Lü Bu percebeu que precisava de um plano maior; aquele modelo funcionava com poucos homens, mas, com o crescimento, poderia virar caos.

Nos dias seguintes, Lü Bu dividia-se entre os estudos e o treinamento, enquanto percorria Huizhou em busca de jovens promissores de sua idade. Ao mesmo tempo, mantinha o controle da rua, enfrentando frequentemente invasões de marginais de outros bairros. Não era raro ser levado à delegacia ao longo daquele ano.

Porém, por ser muito jovem e filho de um oficial da própria delegacia, nada de grave lhe ocorria. Seu pai, um estudioso, apenas achava curioso ter um filho tão bom de briga.

Aos poucos, após algumas surras, os marginais vizinhos aprenderam a lição e a rua se estabilizou.

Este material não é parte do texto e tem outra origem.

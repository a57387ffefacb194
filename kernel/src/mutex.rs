//! The mutex: priority-inheritance, priority-ceiling, recursive, and robust
//! axes, composed through a single acquire/release state machine (§4.4).
//!
//! Ownership is tracked per task as a singly linked chain (`held_mutexes` /
//! `list_next`, mirroring the reference kernel's `mtx.list`), so a task's
//! effective priority can be recomputed by folding over every mutex it
//! currently holds: the ceiling of a priority-protect mutex contributes
//! unconditionally, and the priority of an inheritance mutex's highest
//! waiter contributes only while someone is actually waiting on it. Walking
//! `blocked_on_mutex` from there propagates a boost transitively along a
//! chain of blocked owners, exactly as priority inheritance requires.
use crate::clock::{Tick, IMMEDIATE};
use crate::error::{Error, Event};
use crate::klock::{Cpu, CpuLockCell};
use crate::system;
use crate::task::{Priority, TaskCb, TaskState};
use crate::wait::{self, WaitQueue};

#[derive(Debug, Clone, Copy, PartialEq, Eq)]
pub enum Protocol {
    /// No priority adjustment; plain mutual exclusion.
    None,
    /// Classic priority inheritance: the owner is boosted to the priority of
    /// the highest-priority waiter for as long as someone waits.
    Inherit,
    /// Priority ceiling: the owner is boosted to a fixed ceiling for as long
    /// as it holds the mutex, and locking above the ceiling is a protocol
    /// violation.
    Protect(Priority),
}

/// What a successful lock returned: either the mutex was free, or it was
/// handed to the caller because the previous owner died while holding it
/// (a robust mutex only). A `Recovered` lock must be repaired with
/// [`mark_consistent`] before unlocking, or the mutex becomes permanently
/// unusable (`NotRecoverable`, mirroring POSIX `EOWNERDEAD`/`ENOTRECOVERABLE`).
#[derive(Debug, Clone, Copy, PartialEq, Eq)]
pub enum LockOutcome {
    Acquired,
    Recovered,
}

pub struct MutexCb {
    pub name: &'static str,
    protocol: Protocol,
    robust: bool,
    recursive: bool,

    owner: CpuLockCell<Option<&'static TaskCb>>,
    lock_count: CpuLockCell<u32>,
    /// Robust mutexes only: `false` after a forced handoff until the new
    /// owner calls [`mark_consistent`].
    consistent: CpuLockCell<bool>,
    /// Robust mutexes only: permanently unusable once unlocked while still
    /// inconsistent.
    abandoned: CpuLockCell<bool>,

    waiters: WaitQueue,
    pub(crate) list_next: CpuLockCell<Option<&'static MutexCb>>,
}

unsafe impl Sync for MutexCb {}

impl MutexCb {
    pub const fn new(name: &'static str, protocol: Protocol, robust: bool, recursive: bool) -> Self {
        Self {
            name,
            protocol,
            robust,
            recursive,
            owner: CpuLockCell::new(None),
            lock_count: CpuLockCell::new(0),
            consistent: CpuLockCell::new(true),
            abandoned: CpuLockCell::new(false),
            waiters: WaitQueue::new(),
            list_next: CpuLockCell::new(None),
        }
    }

    pub fn owner(&self, cpu: Cpu<'_>) -> Option<&'static TaskCb> {
        self.owner.get(cpu)
    }
}

/// Lock `mtx`, blocking for at most `delay` ticks if it is already held.
pub fn lock(mtx: &'static MutexCb, delay: Tick) -> Result<LockOutcome, Error> {
    let me;
    {
        let mut guard = crate::klock::lock();
        let cpu = guard.cpu();
        me = system::current(cpu);

        if let Protocol::Protect(ceiling) = mtx.protocol {
            if me.priority(cpu) > ceiling {
                return Err(Error::Failure);
            }
        }

        match mtx.owner.get(cpu) {
            None => {
                acquire(cpu, mtx, me);
                return Ok(outcome(cpu, mtx));
            }
            Some(owner) if core::ptr::eq(owner, me) => {
                if mtx.recursive {
                    mtx.lock_count.set(cpu, mtx.lock_count.get(cpu) + 1);
                    return Ok(outcome(cpu, mtx));
                }
                return Err(Error::Failure);
            }
            Some(_) => {
                if mtx.abandoned.get(cpu) {
                    return Err(Error::Failure);
                }
                if delay == IMMEDIATE {
                    return Err(Error::Timeout);
                }
                me.blocked_on_mutex.set(cpu, Some(mtx));
                crate::task::readyqueue::remove(cpu, me);
                wait::append(cpu, me, &mtx.waiters);
                if mtx.protocol == Protocol::Inherit {
                    propagate(cpu, mtx);
                }
                let now = system::now(cpu);
                crate::timeout::insert(cpu, crate::timeout::TimedRef::Task(me), now, delay);
                crate::port::port().ctx_switch_now();
            }
        }
    }

    let mut guard = crate::klock::lock();
    let cpu = guard.cpu();
    me.blocked_on_mutex.set(cpu, None);
    match me.event.get(cpu) {
        Event::Success => Ok(LockOutcome::Acquired),
        Event::OwnerDead => Ok(LockOutcome::Recovered),
        Event::Timeout => Err(Error::Timeout),
        Event::Stopped => Err(Error::Stopped),
        Event::Deleted => Err(Error::Deleted),
    }
}

pub fn try_lock(mtx: &'static MutexCb) -> Result<LockOutcome, Error> {
    lock(mtx, IMMEDIATE)
}

/// Release `mtx`. Fails with [`Error::Failure`] if the caller is not the
/// current owner.
pub fn unlock(mtx: &'static MutexCb) -> Result<(), Error> {
    let mut guard = crate::klock::lock();
    let cpu = guard.cpu();
    let me = system::current(cpu);

    match mtx.owner.get(cpu) {
        Some(owner) if core::ptr::eq(owner, me) => {}
        _ => return Err(Error::Failure),
    }

    if mtx.robust && !mtx.consistent.get(cpu) {
        // Owner unlocked without recovering: the mutex can never be trusted
        // again (POSIX's ENOTRECOVERABLE).
        mtx.abandoned.set(cpu, true);
        mtx.owner.set(cpu, None);
        mtx.lock_count.set(cpu, 0);
        unlink_from_task(cpu, me, mtx);
        wait::wakeup_all(cpu, &mtx.waiters, Event::Stopped);
        recompute_priority(cpu, me);
        return Ok(());
    }

    if mtx.recursive {
        let count = mtx.lock_count.get(cpu);
        if count > 1 {
            mtx.lock_count.set(cpu, count - 1);
            return Ok(());
        }
    }

    unlink_from_task(cpu, me, mtx);
    transfer_or_clear(cpu, mtx, Event::Success);
    recompute_priority(cpu, me);
    Ok(())
}

/// Clear a robust mutex's inconsistent flag. Must be called by the current
/// owner after a [`LockOutcome::Recovered`] lock, before unlocking.
pub fn mark_consistent(mtx: &'static MutexCb) -> Result<(), Error> {
    let mut guard = crate::klock::lock();
    let cpu = guard.cpu();
    let me = system::current(cpu);
    match mtx.owner.get(cpu) {
        Some(owner) if core::ptr::eq(owner, me) => {}
        _ => return Err(Error::Failure),
    }
    if !mtx.robust {
        return Err(Error::Failure);
    }
    mtx.consistent.set(cpu, true);
    Ok(())
}

fn outcome(cpu: Cpu<'_>, mtx: &'static MutexCb) -> LockOutcome {
    if mtx.robust && !mtx.consistent.get(cpu) {
        LockOutcome::Recovered
    } else {
        LockOutcome::Acquired
    }
}

fn acquire(cpu: Cpu<'_>, mtx: &'static MutexCb, task: &'static TaskCb) {
    mtx.owner.set(cpu, Some(task));
    mtx.lock_count.set(cpu, 1);
    mtx.list_next.set(cpu, task.held_mutexes.get(cpu));
    task.held_mutexes.set(cpu, Some(mtx));
    recompute_priority(cpu, task);
}

/// Hand `mtx` to its highest-priority waiter (if any), or mark it free.
fn transfer_or_clear(cpu: Cpu<'_>, mtx: &'static MutexCb, event: Event) {
    match mtx.waiters.peek(cpu) {
        Some(next) => {
            mtx.owner.set(cpu, Some(next));
            mtx.lock_count.set(cpu, 1);
            mtx.list_next.set(cpu, next.held_mutexes.get(cpu));
            next.held_mutexes.set(cpu, Some(mtx));
            wait::wakeup(cpu, next, event);
        }
        None => {
            mtx.owner.set(cpu, None);
            mtx.lock_count.set(cpu, 0);
        }
    }
}

fn unlink_from_task(cpu: Cpu<'_>, task: &'static TaskCb, mtx: &'static MutexCb) {
    let mut cursor = task.held_mutexes.get(cpu);
    let mut prev: Option<&'static MutexCb> = None;
    while let Some(candidate) = cursor {
        if core::ptr::eq(candidate, mtx) {
            let rest = candidate.list_next.get(cpu);
            match prev {
                Some(prev) => prev.list_next.set(cpu, rest),
                None => task.held_mutexes.set(cpu, rest),
            }
            candidate.list_next.set(cpu, None);
            return;
        }
        prev = Some(candidate);
        cursor = candidate.list_next.get(cpu);
    }
}

/// Recompute `task`'s effective priority from its basic priority and every
/// mutex it currently holds, repositioning it on whatever queue it's on if
/// the priority changed, and propagating the boost to whatever it is in
/// turn blocked on.
pub(crate) fn recompute_priority(cpu: Cpu<'_>, task: &'static TaskCb) {
    let mut effective = task.basic_priority(cpu);
    let mut cursor = task.held_mutexes.get(cpu);
    while let Some(mtx) = cursor {
        match mtx.protocol {
            Protocol::Inherit => {
                if let Some(top) = mtx.waiters.peek(cpu) {
                    effective = effective.max(top.priority(cpu));
                }
            }
            Protocol::Protect(ceiling) => effective = effective.max(ceiling),
            Protocol::None => {}
        }
        cursor = mtx.list_next.get(cpu);
    }

    let changed = effective != task.priority(cpu);
    task.set_effective_priority(cpu, effective);
    if changed {
        reposition(cpu, task);
        if let Some(blocking) = task.blocked_on_mutex.get(cpu) {
            propagate(cpu, blocking);
        }
    }
}

fn propagate(cpu: Cpu<'_>, mtx: &'static MutexCb) {
    if let Some(owner) = mtx.owner.get(cpu) {
        recompute_priority(cpu, owner);
    }
}

fn reposition(cpu: Cpu<'_>, task: &'static TaskCb) {
    match task.state(cpu) {
        TaskState::Ready => {
            crate::task::readyqueue::remove(cpu, task);
            crate::task::readyqueue::insert(cpu, task);
        }
        TaskState::Blocked => {
            if let Some(queue) = task.wait_queue.get(cpu) {
                wait::reposition(cpu, task, queue);
            }
        }
        TaskState::Stopped => {}
    }
}

/// Release every mutex `task` currently holds, as if it just stopped or was
/// reset while holding them (§4.6). Robust mutexes are left inconsistent and
/// handed off with [`Event::OwnerDead`]; ordinary mutexes hand off silently.
pub(crate) fn release_all_on_reset(cpu: Cpu<'_>, task: &'static TaskCb) {
    let mut cursor = task.held_mutexes.get(cpu);
    task.held_mutexes.set(cpu, None);
    while let Some(mtx) = cursor {
        let next = mtx.list_next.get(cpu);
        mtx.list_next.set(cpu, None);
        if mtx.robust {
            mtx.consistent.set(cpu, false);
            transfer_or_clear(cpu, mtx, Event::OwnerDead);
        } else {
            transfer_or_clear(cpu, mtx, Event::Success);
        }
        cursor = next;
    }
}

pub(crate) fn release_all_on_exit(cpu: Cpu<'_>, task: &'static TaskCb) {
    release_all_on_reset(cpu, task);
}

Com menos confusão, mais comerciantes passaram a procurar aquele local, o que facilitou os negócios e aumentou a disposição a pagar por proteção.

Mas o potencial de uma rua era limitado: cem estabelecimentos era o máximo possível, o que proporcionava trinta taéis mensais — ainda muito pouco para as grandes ambições de Lü Bu.

No segundo ano, Lü Bu expandiu para mais uma rua, mas logo constatou que administrar taxas e liderar tropas eram coisas distintas. Para entender melhor, procurou o pai e pediu-lhe que ensinasse o ofício da administração e do governo de uma cidade: quais cargos existiam, suas funções, importância e influência.

O pai, feliz por ver o filho finalmente interessado na vida pública, passou a instruí-lo detalhadamente sobre a estrutura administrativa do condado, as responsabilidades de cada cargo, quem detinha o poder decisório e quem era dispensável.

Lü Bu valorizou muito esse conhecimento, dedicando-se aos ensinamentos. Em seguida, delegou a Guo Zhe o controle financeiro do grupo. Escolheu ainda seis dos mais fortes e habilidosos, formando com eles sua primeira unidade militar, sob o comando de Zhuo Yong, um jovem de força excepcional. A função desses homens era treinar armas e táticas em conjunto, intervindo em caso de confusão. Quando Lü Bu conquistou a terceira rua, no terceiro ano, aumentou o grupo para vinte homens, totalizando cinquenta sob seu comando — uma gangue de tamanho suficiente para chamar a atenção das autoridades locais.

A partir desse ponto, qualquer expansão exigiria novos métodos. Os três anos serviram de base: algum dinheiro fora acumulado, mas era chegada a hora de agir seriamente. Lü Bu já estava crescido; em sua vida anterior, nessa idade, já cavalgava para a guerra. Não queria mais avançar lentamente — os bárbaros do norte podiam atacar a qualquer momento, e ele precisava de uma tropa de elite sob seu comando.